Synthesis of a novel series of antimalarial compounds to combat the recent, concerning parasite resistance to Artemisinin-based combination therapy in the Greater Mekong subregion.



Compound development was done at Rutgers University under the guidance of Dr. Spencer Knapp. Using targeted analog synthesis, a series of active antimalarial compounds was created improving upon a scaffold found by a St. Jude Hospital High-throughput phenotypic screening.


After a high throughput phenotypic screening of a library of compounds done by St Jude Children’s Research hospital, a series of tetrahydrobenzonaphthyridines was identified to be active and structurally dissimilar to current therapies. However, this class of compounds shows poor water solubility. Therefore, new analogs were synthesized aiming to improve this physicochemical property while maintaining activity against multiple malaria strains. This poster presents recently created antimalarial compounds that have been synthesized by the Knapp Group as well as their EC50s evaluated by our collaborators at the University of Kentucky. The values reported are the activities against both wild type and resistant strains of Plasmodium falciparum.

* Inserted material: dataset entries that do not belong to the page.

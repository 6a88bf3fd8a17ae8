//! Background execution of bounded generator batches.
//!
//! The generator iterator is moved into a blocking task, advanced by at most
//! `budget` steps, and handed back through a channel together with the last
//! snapshot. The host loop only ever polls.

use tokio::runtime::{Handle, Runtime};
use tokio::sync::mpsc;

use crate::core::{Error, Result};
use super::model::{GeneratorStep, StepIter};

/// Result of one batch
#[derive(Debug)]
pub struct BatchOutcome {
    /// Last snapshot produced in this batch
    pub last: Option<GeneratorStep>,
    /// Steps actually pulled
    pub steps: u32,
    /// The generator signalled it has no more steps
    pub exhausted: bool,
}

type BatchMessage = std::result::Result<(StepIter, BatchOutcome), String>;

/// Pull up to `budget` steps from `steps`
pub fn run_batch(steps: &mut StepIter, budget: u32) -> BatchOutcome {
    let mut outcome = BatchOutcome { last: None, steps: 0, exhausted: false };
    for _ in 0..budget {
        match steps.next() {
            Some(step) => {
                outcome.last = Some(step);
                outcome.steps += 1;
            }
            None => {
                outcome.exhausted = true;
                break;
            }
        }
    }
    outcome
}

/// Runs one generator batch at a time on a dedicated runtime
pub struct StepWorker {
    runtime: Runtime,
    result_tx: mpsc::UnboundedSender<BatchMessage>,
    result_rx: mpsc::UnboundedReceiver<BatchMessage>,
    in_flight: bool,
}

impl StepWorker {
    pub fn new() -> Result<Self> {
        let runtime = Runtime::new()?;
        let (result_tx, result_rx) = mpsc::unbounded_channel();
        Ok(Self { runtime, result_tx, result_rx, in_flight: false })
    }

    /// Handle for other background work (recording saves)
    pub fn handle(&self) -> &Handle {
        self.runtime.handle()
    }

    pub fn is_busy(&self) -> bool {
        self.in_flight
    }

    /// Start a batch. Only one batch may be in flight.
    pub fn submit(&mut self, mut steps: StepIter, budget: u32) -> Result<()> {
        if self.in_flight {
            return Err(Error::Worker("A batch is already running".into()));
        }
        self.in_flight = true;

        let tx = self.result_tx.clone();
        self.runtime.spawn(async move {
            let joined = tokio::task::spawn_blocking(move || {
                let outcome = run_batch(&mut steps, budget);
                (steps, outcome)
            })
            .await;
            let _ = tx.send(joined.map_err(|e| e.to_string()));
        });
        Ok(())
    }

    /// Non-blocking check for the running batch.
    ///
    /// Returns the generator and the batch outcome once the batch is done,
    /// an error if the generator panicked.
    pub fn poll(&mut self) -> Option<Result<(StepIter, BatchOutcome)>> {
        let message = self.result_rx.try_recv().ok()?;
        self.in_flight = false;
        Some(message.map_err(|e| Error::Worker(format!("Generator batch failed: {}", e))))
    }
}

#[cfg(test)]
mod tests {
    use super::*;
    use crate::core::GridSize;

    fn steps(count: u32) -> StepIter {
        Box::new((1..=count).map(|i| GeneratorStep {
            values: vec![0],
            legend: vec!['B'],
            size: GridSize::new(1, 1, 1),
            step_count: i,
        }))
    }

    fn wait(worker: &mut StepWorker) -> Result<(StepIter, BatchOutcome)> {
        loop {
            if let Some(result) = worker.poll() {
                return result;
            }
            std::thread::sleep(std::time::Duration::from_millis(1));
        }
    }

    #[test]
    fn test_run_batch_budget() {
        let mut iter = steps(5);
        let outcome = run_batch(&mut iter, 3);
        assert_eq!(outcome.steps, 3);
        assert!(!outcome.exhausted);
        assert_eq!(outcome.last.unwrap().step_count, 3);

        let outcome = run_batch(&mut iter, 3);
        assert_eq!(outcome.steps, 2);
        assert!(outcome.exhausted);
        assert_eq!(outcome.last.unwrap().step_count, 5);
    }

    #[test]
    fn test_worker_returns_generator() {
        let mut worker = StepWorker::new().unwrap();
        worker.submit(steps(4), 2).unwrap();
        assert!(worker.is_busy());
        assert!(matches!(worker.submit(steps(1), 1), Err(Error::Worker(_))));

        let (iter, outcome) = wait(&mut worker).unwrap();
        assert!(!worker.is_busy());
        assert_eq!(outcome.last.unwrap().step_count, 2);

        worker.submit(iter, 10).unwrap();
        let (_, outcome) = wait(&mut worker).unwrap();
        assert_eq!(outcome.steps, 2);
        assert!(outcome.exhausted);
    }

    #[test]
    fn test_worker_reports_panic() {
        let mut worker = StepWorker::new().unwrap();
        let panicking: StepIter = Box::new(std::iter::from_fn(|| -> Option<GeneratorStep> { panic!("generator failure") }));
        worker.submit(panicking, 1).unwrap();
        assert!(matches!(wait(&mut worker), Err(Error::Worker(_))));
    }
}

A recent World Health Organization (WHO) report revealed 216 million cases of malaria in 2016, most of which occurred in Sub-Saharan Africa and resulted in 445,000 deaths. The disease is particularly lethal to children under 5, who accounts for 70% of all deaths. Even though malaria cases and deaths have dropped significantly in the past 20 years due to the use of Artemisinin-based combination therapy (ACT), a concerning parasite resistance to artemisinin has been detected in 5 countries of the Greater Mekong subregion; Studies have confirmed that artemisinin resistance has emerged independently in many areas of this subregion. The new synthesized compounds aim to improve upon the physicochemical properties and activity of the original class of hit compounds. Current analogs show tenfold increase in the activity. The goal is to find a lead compound eligible to be a clinical candidate.